Mason paced back and forth across the carpeted floor of his private office, his thumbs hooked in the armholes of his vest, his head slightly bowed.
Della Street sat patiently at her desk, an open shorthand book in front of her. The page was about half covered with notes. She was holding her pencil waiting for any other instructions Mason might choose to give.
Paul Drake had assumed his favorite position in the big overstuffed leather chair, sitting sideways with his knees draped over one of the rounded leather arms, his back propped against the other.
From time to time Mason made comments, more to himself than to the others, never pausing in his steady methodical pacing.
“You’d better give up, Perry,” Paul Drake said, “there’s no use butting your head against a brick wall. There isn’t any solution. This is once where even your agile mind can’t pull a rabbit out of the hat. Marion Shelby is guilty.”
“I’m working on a theory,” Mason said. “It’s so far just a weird theory, but...”
“I’ll say it’s weird,” Drake interrupted. “Now you let me tell you something about practical jury psychology, Perry.
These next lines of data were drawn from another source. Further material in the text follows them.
//! Persistence of registry snapshots
//!
//! A snapshot is the whole registry plus the number of the last block
//! applied to it. Stores load and save snapshots whole; there is no partial
//! write of individual entries.

use std::collections::BTreeMap;
use std::fs::{self, File};
use std::io::Write;
use std::path::{Path, PathBuf};
use std::sync::Mutex;

use serde::{Deserialize, Serialize};

use crate::registry::DappEntry;
use crate::Result;

/// Persisted engine state
#[derive(Debug, Clone, Default, PartialEq, Serialize, Deserialize)]
pub struct Snapshot {
    /// Number of the last block applied
    pub cursor: u64,
    pub dapps: BTreeMap<String, DappEntry>,
}

/// Where snapshots live between runs
pub trait StateStore: Send + Sync {
    /// The last saved snapshot, if any
    fn load(&self) -> Result<Option<Snapshot>>;
    fn save(&self, snapshot: &Snapshot) -> Result<()>;
}

/// Pretty JSON file, replaced atomically on every save
#[derive(Debug, Clone)]
pub struct JsonFileStore {
    path: PathBuf,
}

impl JsonFileStore {
    pub fn new(path: impl Into<PathBuf>) -> Self {
        JsonFileStore { path: path.into() }
    }

    pub fn path(&self) -> &Path {
        &self.path
    }
}

impl StateStore for JsonFileStore {
    fn load(&self) -> Result<Option<Snapshot>> {
        if !self.path.exists() {
            return Ok(None);
        }
        let bytes = fs::read(&self.path)?;
        Ok(Some(serde_json::from_slice(&bytes)?))
    }

    fn save(&self, snapshot: &Snapshot) -> Result<()> {
        let bytes = serde_json::to_vec_pretty(snapshot)?;
        write_file_atomic_durable(&self.path, &bytes)?;
        tracing::debug!(path = %self.path.display(), cursor = snapshot.cursor, "state saved");
        Ok(())
    }
}

#[cfg(unix)]
fn sync_directory(path: &Path) -> std::io::Result<()> {
    File::open(path)?.sync_all()
}

#[cfg(not(unix))]
fn sync_directory(_path: &Path) -> std::io::Result<()> {
    Ok(())
}

fn write_file_atomic_durable(path: &Path, bytes: &[u8]) -> std::io::Result<()> {
    let parent = match path.parent() {
        Some(parent) if !parent.as_os_str().is_empty() => parent,
        _ => Path::new("."),
    };
    let tmp = path.with_extension("tmp");
    let mut f = File::create(&tmp)?;
    f.write_all(bytes)?;
    f.sync_all()?;
    fs::rename(&tmp, path)?;
    sync_directory(parent)
}

/// In-process store
#[derive(Debug, Default)]
pub struct MemoryStore {
    snapshot: Mutex<Option<Snapshot>>,
}

impl MemoryStore {
    pub fn new() -> Self {
        Self::default()
    }

    /// Copy of whatever was saved last
    pub fn saved(&self) -> Option<Snapshot> {
        self.snapshot
            .lock()
            .unwrap_or_else(|poisoned| poisoned.into_inner())
            .clone()
    }
}

impl StateStore for MemoryStore {
    fn load(&self) -> Result<Option<Snapshot>> {
        Ok(self.saved())
    }

    fn save(&self, snapshot: &Snapshot) -> Result<()> {
        *self
            .snapshot
            .lock()
            .unwrap_or_else(|poisoned| poisoned.into_inner()) = Some(snapshot.clone());
        Ok(())
    }
}

#[cfg(test)]
mod tests {
    use super::*;
    use crate::value::Value;
    use tempfile::TempDir;

    fn sample() -> Snapshot {
        let mut dapps = BTreeMap::new();
        dapps.insert(
            "counter".to_string(),
            DappEntry {
                program: "return storage;".into(),
                storage: Value::from_json(&serde_json::json!({"count": 2})),
                provisioned: true,
            },
        );
        Snapshot { cursor: 120, dapps }
    }

    #[test]
    fn test_json_store_missing_file_loads_none() {
        let dir = TempDir::new().unwrap();
        let store = JsonFileStore::new(dir.path().join("state.json"));
        assert_eq!(store.load().unwrap(), None);
    }

    #[test]
    fn test_json_store_round_trip() {
        let dir = TempDir::new().unwrap();
        let store = JsonFileStore::new(dir.path().join("state.json"));
        store.save(&sample()).unwrap();
        assert_eq!(store.load().unwrap(), Some(sample()));
        assert!(!dir.path().join("state.tmp").exists());
    }

    #[test]
    fn test_json_store_file_format() {
        let dir = TempDir::new().unwrap();
        let store = JsonFileStore::new(dir.path().join("state.json"));
        store.save(&sample()).unwrap();
        let raw: serde_json::Value =
            serde_json::from_str(&fs::read_to_string(store.path()).unwrap()).unwrap();
        assert_eq!(raw["cursor"], 120);
        assert_eq!(raw["dapps"]["counter"]["storage"]["count"], 2);
        assert_eq!(raw["dapps"]["counter"]["provisioned"], true);
    }

    #[test]
    fn test_json_store_rejects_corrupt_file() {
        let dir = TempDir::new().unwrap();
        let path = dir.path().join("state.json");
        fs::write(&path, "{not json").unwrap();
        assert!(JsonFileStore::new(path).load().is_err());
    }

    #[test]
    fn test_memory_store() {
        let store = MemoryStore::new();
        assert_eq!(store.load().unwrap(), None);
        store.save(&sample()).unwrap();
        assert_eq!(store.saved(), Some(sample()));
    }
}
Something you know but which you won’t admit. You’ve forgotten it, lost sight of it. You let this woman keep quiet, and Hamilton Burger is going to cut you up into hamburger. The jury will be sore because they got a run-around. You put her on the witness stand, and he is going to make her and you the laughing stock of the city and he’s going to get a conviction of first-degree murder.”
Mason said, “I know. The way things are now I’m licked, but because this is Friday, I have a week end to...”
The telephone rang.
Mason frowned, then said to Della Street, “All right, Della. See who it is.”
Della Street picked up the telephone, said, “Hello, yes... All right.”
She said to Mason, “It’s the matron at the jail. Marion Shelby says she has to talk to you. The matron is going to let her talk on the phone.”
“All right,” Mason said, and picked up the phone. “Yes?” he said patiently. “What is it?”
Marion Shelby had evidently been crying. She said, “Mr. Mason you’re nice. You’re splendid. You’re just a marvelous man. You’re good. I’m afraid perhaps you’re too good for... for this kind of a case. I want to spare you any personal embarrassment. I’m... I... I am going to relieve you of all responsibility.”
Mason said, “Are you trying to tell me that you don’t want me to represent you any more?”
“That’s right.”
“You mean you’re going into court by yourself?”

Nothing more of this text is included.